_Directions for this task_. Your task is to reproduce exactly the lines from the line with "impl Channel for" through the end of the records below.

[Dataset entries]
————
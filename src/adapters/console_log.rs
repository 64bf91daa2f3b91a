//! Console log backend for the host binary.
//!
//! On target the platform logger owns the `log` facade; on the host this
//! writes one line per record to stderr, prefixed with the milliseconds
//! since the logger was installed:
//!
//! ```text
//! [    12 INFO  sdbridge::protocol::server] server: serving 8192 blocks of 512 bytes
//! ```

use std::io::Write;
use std::sync::OnceLock;
use std::time::Instant;

use log::{LevelFilter, Log, Metadata, Record, SetLoggerError};

struct ConsoleLogger;

static LOGGER: ConsoleLogger = ConsoleLogger;
static STARTED: OnceLock<Instant> = OnceLock::new();

impl Log for ConsoleLogger {
    fn enabled(&self, metadata: &Metadata) -> bool {
        metadata.level() <= log::max_level()
    }

    fn log(&self, record: &Record) {
        if !self.enabled(record.metadata()) {
            return;
        }
        let ms = STARTED.get_or_init(Instant::now).elapsed().as_millis();
        let mut err = std::io::stderr().lock();
        // Nowhere to report a failed stderr write.
        let _ = writeln!(
            err,
            "[{:>6} {:<5} {}] {}",
            ms,
            record.level(),
            record.target(),
            record.args()
        );
    }

    fn flush(&self) {
        let _ = std::io::stderr().flush();
    }
}

/// Install the console logger and set the global level. Fails if another
/// logger is already installed.
pub fn init(level: LevelFilter) -> Result<(), SetLoggerError> {
    STARTED.get_or_init(Instant::now);
    log::set_logger(&LOGGER)?;
    log::set_max_level(level);
    Ok(())
}
//! Channel abstraction — the inter-core message transport.
//!
//! Concrete implementations:
//! - the inter-core socket between the two cores (platform specific)
//! - [`LoopbackEndpoint`](crate::adapters::loopback::LoopbackEndpoint)
//!   for running both halves in one host process
//!
//! The client and server are generic over `Channel`, so a new transport
//! needs zero changes to the protocol logic. Implementations must deliver
//! whole messages, in order, without loss or duplication.

use core::time::Duration;

use crate::error::ChannelFault;

use super::codec::Frame;

/// Duplex, message-oriented, reliable-order transport.
pub trait Channel {
    /// Send one message.
    fn send(&mut self, frame: &[u8]) -> Result<(), ChannelFault>;

    /// Block until one message arrives or `timeout` elapses.
    /// Returns `Ok(None)` if nothing arrived in time.
    fn receive(&mut self, timeout: Duration) -> Result<Option<Frame>, ChannelFault>;
}

impl<C: Channel + ?Sized> Channel for &mut C {
    fn send(&mut self, frame: &[u8]) -> Result<(), ChannelFault> {
        (**self).send(frame)
    }

    fn receive(&mut self, timeout: Duration) -> Result<Option<Frame>, ChannelFault> {
        (**self).receive(timeout)
    }
}

/// A null channel that discards all sends and never delivers.
/// Useful when the peer core is absent; every request times out.
pub struct NullChannel;

impl Channel for NullChannel {
    fn send(&mut self, _frame: &[u8]) -> Result<(), ChannelFault> {
        Ok(())
    }

    fn receive(&mut self, timeout: Duration) -> Result<Option<Frame>, ChannelFault> {
        std::thread::sleep(timeout);
        Ok(None)
    }
}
————
_Answer box_.
impl Channel for NullChannel {
    fn send(&mut self, _frame: &[u8]) -> Result<(), ChannelFault> {
        Ok(())
    }

    fn receive(&mut self, timeout: Duration) -> Result<Option<Frame>, ChannelFault> {
        std::thread::sleep(timeout);
        Ok(None)
    }
}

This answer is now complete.